Éditorial : Les leçons d’un voyage

Éditorial : Les leçons d’un voyage

La tournée effectuée par SM le Roi Mohammed VI dans les provinces du Sud marquera, sans aucun doute, le début d’une nouvelle étape dans le dossier du Sahara.
De l’avis de tous les observateurs, il est clair que l’on est en train d’assister au début de la fin de ce conflit. Et l’histoire retiendra que c’est le Maroc qui aura écrit le dernier chapitre, celui du dénouement d’un conflit artificiel provoqué par l’Algérie autour de la question de l’intégrité territoriale du Maroc. Un choix stratégique de ce pays, qui perdure d’ailleurs, pour bloquer ou contrarier l’évolution de notre pays.
Aujourd’hui, à travers sa visite aux provinces du Sud, le Souverain a transmis plusieurs messages forts à l’adresse des adversaires de la cause marocaine.

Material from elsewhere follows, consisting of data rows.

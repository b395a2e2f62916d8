//! Prime sieve (C1): `nth_prime(k)` for k >= 1, backed by a prefilled
//! cache and a segmented, wheel-filtered Sieve of Eratosthenes beyond it.

use crate::math::transcendental as tr;

/// Number of primes kept in the prefilled cache, built once at model
/// construction (`spec.md` §4.1: "at least 10,000 primes").
pub const CACHE_SIZE: usize = 10_000;

/// One segment is 32 KiB of bits, one bit per odd candidate, per
/// `spec.md` §4.1.
const SEGMENT_BYTES: usize = 32 * 1024;
const SEGMENT_BITS: usize = SEGMENT_BYTES * 8;

/// Residues mod 12 a prime (other than 2 and 3) must fall into. Asserted
/// as an invariant after every segment, per spec: this does not change
/// correctness (it is implied by primality) but documents an assumption
/// downstream consumers (the lattice map) rely on.
fn is_valid_residue(p: u64) -> bool {
    if p == 2 || p == 3 {
        return true;
    }
    matches!(p % 12, 1 | 5 | 7 | 11)
}

/// A growable cache of primes in increasing order, plus a segmented
/// sieve that extends it on demand.
pub struct PrimeSieve {
    cache: Vec<u64>,
}

impl PrimeSieve {
    /// Builds the cache, eagerly filling at least `CACHE_SIZE` primes.
    pub fn new() -> Self {
        let mut sieve = PrimeSieve { cache: Vec::new() };
        sieve.extend_to_count(CACHE_SIZE);
        sieve
    }

    /// The k-th prime (1-indexed; `nth_prime(1) == 2`).
    pub fn nth_prime(&mut self, k: usize) -> u64 {
        assert!(k >= 1, "nth_prime is 1-indexed");
        if k > self.cache.len() {
            self.extend_to_count(k);
        }
        self.cache[k - 1]
    }

    /// Read-only view of whatever has already been computed. Useful for
    /// tests and for callers that only need primes within the prefilled
    /// cache and want to avoid the `&mut self` of `nth_prime`.
    pub fn cached(&self) -> &[u64] {
        &self.cache
    }

    fn extend_to_count(&mut self, count: usize) {
        if self.cache.len() >= count {
            return;
        }
        if self.cache.is_empty() {
            // Simple sieve for the base primes, regrown geometrically until
            // it is guaranteed to contain at least `count` primes. The prime
            // counting function pi(n) ~ n/ln(n), so n = count*(ln(count)+2)
            // is a safe, generous upper bound for small/medium `count`.
            let mut limit = estimate_upper_bound(count.max(16));
            loop {
                self.cache = simple_sieve(limit);
                if self.cache.len() >= count {
                    break;
                }
                limit *= 2;
            }
        } else {
            // Beyond the prefilled cache, grow it with the segmented
            // sieve (`spec.md` §4.1) instead of rebuilding everything
            // from scratch: `primes_in_range` walks `(lo, hi]` in 32 KiB
            // segments and we only need the primes past what we already
            // hold.
            let mut lo = *self.cache.last().unwrap();
            let mut hi = estimate_upper_bound(count.max(16));
            loop {
                self.cache.extend(primes_in_range(lo, hi));
                if self.cache.len() >= count {
                    break;
                }
                lo = hi;
                hi *= 2;
            }
        }
        for &p in &self.cache {
            debug_assert!(
                is_valid_residue(p),
                "prime {p} violates the mod-12 residue invariant"
            );
        }
    }
}

impl Default for PrimeSieve {
    fn default() -> Self {
        Self::new()
    }
}

fn estimate_upper_bound(count: usize) -> u64 {
    let n = count as f32;
    let bound = n * (tr::log(n) + 2.0);
    tr::ceil(bound) as u64 + 64
}

/// Plain Sieve of Eratosthenes up to and including `limit`, used to seed
/// the base primes for the segmented sieve and directly for small caches.
fn simple_sieve(limit: u64) -> Vec<u64> {
    let limit = limit as usize;
    let mut is_composite = vec![false; limit + 1];
    let mut primes = Vec::new();
    for n in 2..=limit {
        if !is_composite[n] {
            primes.push(n as u64);
            let mut m = n * n;
            while m <= limit {
                is_composite[m] = true;
                m += n;
            }
        }
    }
    primes
}

/// Produces primes in `(lo, hi]` using the base primes up to `sqrt(hi)`,
/// processing the range in 32 KiB segments (one bit per odd candidate).
/// This is the on-demand extension path described in `spec.md` §4.1:
/// `extend_to_count` calls this directly once the prefilled cache is
/// exhausted, and it is also exposed on its own for callers that want
/// primes in a bounded window without materializing every prime below it.
pub fn primes_in_range(lo: u64, hi: u64) -> Vec<u64> {
    if hi < 2 || hi <= lo {
        return Vec::new();
    }
    let sqrt_hi = tr::ceil(tr::sqrt(hi as f32)) as u64 + 1;
    let base_primes = simple_sieve(sqrt_hi);

    let mut out = Vec::new();
    let start = lo.max(1) + 1; // (lo, hi] -> first odd candidate search
    let mut seg_lo = start;
    while seg_lo <= hi {
        let seg_hi = (seg_lo + SEGMENT_BITS as u64 * 2).min(hi);
        let mut composite = vec![false; ((seg_hi - seg_lo) / 2 + 1) as usize];
        for &p in &base_primes {
            if p < 2 {
                continue;
            }
            let p2 = p * p;
            let mut first = if p2 > seg_lo {
                p2
            } else {
                let rem = seg_lo % p;
                let mut f = seg_lo + (if rem == 0 { 0 } else { p - rem });
                if f < p2 {
                    f = p2;
                }
                f
            };
            if first % 2 == 0 {
                first += p;
            }
            let mut m = first;
            while m <= seg_hi {
                if m >= seg_lo {
                    composite[((m - seg_lo) / 2) as usize] = true;
                }
                m += 2 * p;
            }
        }
        let mut c = seg_lo;
        if c % 2 == 0 {
            c += 1;
        }
        while c <= seg_hi {
            let idx = ((c - seg_lo) / 2) as usize;
            if !composite[idx] && is_prime_trial(c, &base_primes) {
                out.push(c);
            }
            c += 2;
        }
        seg_lo = seg_hi + 1;
    }
    out
}

fn is_prime_trial(n: u64, base_primes: &[u64]) -> bool {
    for &p in base_primes {
        if p * p > n {
            break;
        }
        if n % p == 0 {
            return n == p;
        }
    }
    n > 1
}

#[cfg(test)]
mod tests {
    use super::*;

    #[test]
    fn first_primes_are_correct() {
        let mut sieve = PrimeSieve::new();
        let expected = [2u64, 3, 5, 7, 11, 13, 17, 19, 23, 29];
        for (i, &p) in expected.iter().enumerate() {
            assert_eq!(sieve.nth_prime(i + 1), p);
        }
    }

    #[test]
    fn nth_prime_count_matches_index() {
        let mut sieve = PrimeSieve::new();
        for k in 1..=2000usize {
            let p = sieve.nth_prime(k);
            let below = sieve.cached().iter().filter(|&&q| q < p).count();
            assert_eq!(below, k - 1, "k={k} p={p}");
        }
    }

    #[test]
    fn residues_hold_from_the_third_prime_onward() {
        let mut sieve = PrimeSieve::new();
        for k in 3..=5000usize {
            let p = sieve.nth_prime(k);
            assert!(matches!(p % 12, 1 | 5 | 7 | 11), "p={p} k={k}");
        }
    }

    #[test]
    fn cache_grows_past_its_initial_size() {
        let mut sieve = PrimeSieve::new();
        let p = sieve.nth_prime(CACHE_SIZE + 500);
        assert!(p > sieve.cached()[CACHE_SIZE - 1]);
    }

    #[test]
    fn primes_in_range_matches_simple_sieve() {
        let all = simple_sieve(2000);
        let ranged = primes_in_range(1000, 2000);
        let expected: Vec<u64> = all.into_iter().filter(|&p| p > 1000).collect();
        assert_eq!(ranged, expected);
    }
}
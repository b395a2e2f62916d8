//! Model/training configuration and the one-shot environment overrides
//! read at driver init (`spec.md` §6).

use serde::{Deserialize, Serialize};

use crate::error::{EngineError, Result};

/// Fixed fan-out of the hierarchy controller (C10). Never configurable:
/// `spec.md` §9 fixes this design, no toggle is exposed.
pub const SYMMETRY_ORDER: usize = 12;

/// Shape of the model. Immutable after `ModelConfig::validate` succeeds.
#[derive(Debug, Clone, Serialize, Deserialize)]
pub struct ModelConfig {
    pub vocab_size: usize,
    pub embedding_dim: usize,
    pub num_layers: usize,
    pub num_heads: usize,
    pub ff_dim: usize,
    pub context_len: usize,
}

impl ModelConfig {
    /// Validates shape invariants from `spec.md` §7 ("Configuration"
    /// errors are fatal and reported before any thread is spawned).
    pub fn validate(&self) -> Result<()> {
        if self.vocab_size == 0 {
            return Err(EngineError::Configuration("vocab_size must be > 0".into()));
        }
        if self.embedding_dim == 0 {
            return Err(EngineError::Configuration(
                "embedding_dim must be > 0".into(),
            ));
        }
        if self.num_heads == 0 || self.embedding_dim % self.num_heads != 0 {
            return Err(EngineError::Configuration(format!(
                "num_heads ({}) must divide embedding_dim ({})",
                self.num_heads, self.embedding_dim
            )));
        }
        if self.num_layers == 0 {
            return Err(EngineError::Configuration("num_layers must be > 0".into()));
        }
        if self.ff_dim == 0 {
            return Err(EngineError::Configuration("ff_dim must be > 0".into()));
        }
        if self.context_len == 0 {
            return Err(EngineError::Configuration(
                "context_len must be > 0".into(),
            ));
        }
        Ok(())
    }

    /// Head dimension `d_h = D / H`.
    pub fn head_dim(&self) -> usize {
        self.embedding_dim / self.num_heads
    }

    /// Parses and validates a `ModelConfig` from a JSON document, the
    /// on-disk format an external CLI driver would hand the engine.
    pub fn from_json(s: &str) -> Result<Self> {
        let cfg: ModelConfig =
            serde_json::from_str(s).map_err(|e| EngineError::Configuration(format!("invalid model config: {e}")))?;
        cfg.validate()?;
        Ok(cfg)
    }
}

/// Optimizer and LR-schedule configuration (C7), plus batch shape and
/// checkpoint cadence owned by the training driver (C11).
#[derive(Debug, Clone, Serialize, Deserialize)]
pub struct TrainConfig {
    pub warmup_steps: u64,
    pub max_step: u64,
    pub base_lr: f32,
    pub min_lr: f32,
    /// Global L2 gradient clip threshold (max-norm), applied by the root
    /// at reduction time.
    pub max_grad_norm: f32,
    pub batch_size: usize,
    pub seq_len: usize,
    /// Emit a checkpoint request every N steps; 0 disables periodic
    /// checkpoints (still emitted at epoch end).
    pub checkpoint_every: u64,
}

impl TrainConfig {
    pub fn validate(&self) -> Result<()> {
        if self.max_step <= self.warmup_steps {
            return Err(EngineError::Configuration(
                "max_step must be greater than warmup_steps".into(),
            ));
        }
        if self.base_lr <= 0.0 || self.min_lr < 0.0 || self.min_lr > self.base_lr {
            return Err(EngineError::Configuration(
                "require 0 < min_lr <= base_lr".into(),
            ));
        }
        if self.max_grad_norm <= 0.0 {
            return Err(EngineError::Configuration(
                "max_grad_norm must be > 0".into(),
            ));
        }
        if self.batch_size == 0 || self.seq_len == 0 {
            return Err(EngineError::Configuration(
                "batch_size and seq_len must be > 0".into(),
            ));
        }
        Ok(())
    }

    /// Parses and validates a `TrainConfig` from a JSON document.
    pub fn from_json(s: &str) -> Result<Self> {
        let cfg: TrainConfig =
            serde_json::from_str(s).map_err(|e| EngineError::Configuration(format!("invalid train config: {e}")))?;
        cfg.validate()?;
        Ok(cfg)
    }
}

/// Log verbosity, mapped onto a `tracing` filter directive by the caller.
#[derive(Debug, Clone, Copy, PartialEq, Eq)]
pub enum LogLevel {
    Error,
    Warn,
    Info,
    Debug,
    Trace,
}

impl LogLevel {
    fn parse(s: &str) -> Self {
        match s.to_ascii_lowercase().as_str() {
            "error" => LogLevel::Error,
            "warn" | "warning" => LogLevel::Warn,
            "debug" => LogLevel::Debug,
            "trace" => LogLevel::Trace,
            _ => LogLevel::Info,
        }
    }

    pub fn as_filter_str(&self) -> &'static str {
        match self {
            LogLevel::Error => "error",
            LogLevel::Warn => "warn",
            LogLevel::Info => "info",
            LogLevel::Debug => "debug",
            LogLevel::Trace => "trace",
        }
    }
}

/// Environment variables read once at driver init (`spec.md` §6). A
/// thread-count override below `SYMMETRY_ORDER` is ignored: the hierarchy
/// is fixed at twelve workers.
#[derive(Debug, Clone)]
pub struct EnvOverrides {
    pub thread_count: usize,
    pub rng_seed: u64,
    pub log_level: LogLevel,
}

impl EnvOverrides {
    pub const THREAD_COUNT_VAR: &'static str = "CRYSTALLINE_THREADS";
    pub const SEED_VAR: &'static str = "CRYSTALLINE_SEED";
    pub const LOG_VAR: &'static str = "CRYSTALLINE_LOG";

    /// Reads the three documented environment variables once. Missing or
    /// unparsable values fall back to defaults rather than failing --
    /// these are conveniences, not configuration contracts.
    pub fn from_env() -> Self {
        let thread_count = std::env::var(Self::THREAD_COUNT_VAR)
            .ok()
            .and_then(|v| v.parse::<usize>().ok())
            .filter(|&n| n >= SYMMETRY_ORDER)
            .unwrap_or(SYMMETRY_ORDER);
        let rng_seed = std::env::var(Self::SEED_VAR)
            .ok()
            .and_then(|v| v.parse::<u64>().ok())
            .unwrap_or(0x5EED_1234_ABCD_EF01);
        let log_level = std::env::var(Self::LOG_VAR)
            .ok()
            .map(|v| LogLevel::parse(&v))
            .unwrap_or(LogLevel::Info);
        EnvOverrides {
            thread_count,
            rng_seed,
            log_level,
        }
    }
}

D’abord, le chef de l’Etat marocain a montré que l’enclenchement du processus de développement socioéconomique, de mise à niveau des infrastructures et d’amélioration des conditions de vie des citoyens est un choix ferme. Il émane  d’un Souverain ayant la volonté d’accélérer le cadence de la modernisation et des réformes. Un choix, également, qui va au-delà des considérations et de petits calculs politiques. Ceux qui, pour entraver la marche du Maroc vers le progrès, sont allés jusqu’à inventer une entité fantoche et à promouvoir une tendance séparatiste. Au bout de trente ans, ils n’ont abouti qu’à créer un drame humanitaire dans les camps de Tindouf. Mais, ce qui est encore plus dramatique, pour ces gens-là, c’est que, en tentant d’entraver la machine de développement du Maroc, ils ont arrêté la leur.  Et au-delà, ils ont bloqué celle de toute une région, celle du Maghreb en sacrifiant l’idéal de plusieurs générations de Maghrébins. 
La visite du Souverain aux provinces du Sud est aussi une réponse, explicite et directe, à tous ceux – y compris chez nous – qui ont voulu faire croire que la position du Maroc se serait fragilisée ces dernières années. Quand les uns agissent par sadisme, les nôtres font dans du masochisme de commande. Quand Alger parle, c’est Rabat qui a tort. Quand Tindouf gesticule c’est Rabat qui a tort. Quand Madrid hausse le ton, c’est Rabat qui a tort. Nous étions avant le voyage royal dans une situation telle que la propagande des services algériens ou des mercenaires polisariens était prise en charge directement, chez nous, par les nihilistes locaux. La trahison s’est transmutée en opinion.
Mais les images d’une population de patriotes authentiques qui est sortie massivement dans les rues du Sahara pour saluer le Souverain se passent de tout commentaire. Des images tellement fortes qu’elles ont impressionné les reporters espagnols venus couvrir cet événement les obligeant à changer le ton de leurs articles orientés et unilatéraux. 
Après le voyage royal et la manifestation massive des unionistes patriotes, il est évident que l’option de l’autonomie reste l’unique voie qui permettrait de sortir de l’impasse et une chance que les séparatistes doivent saisir.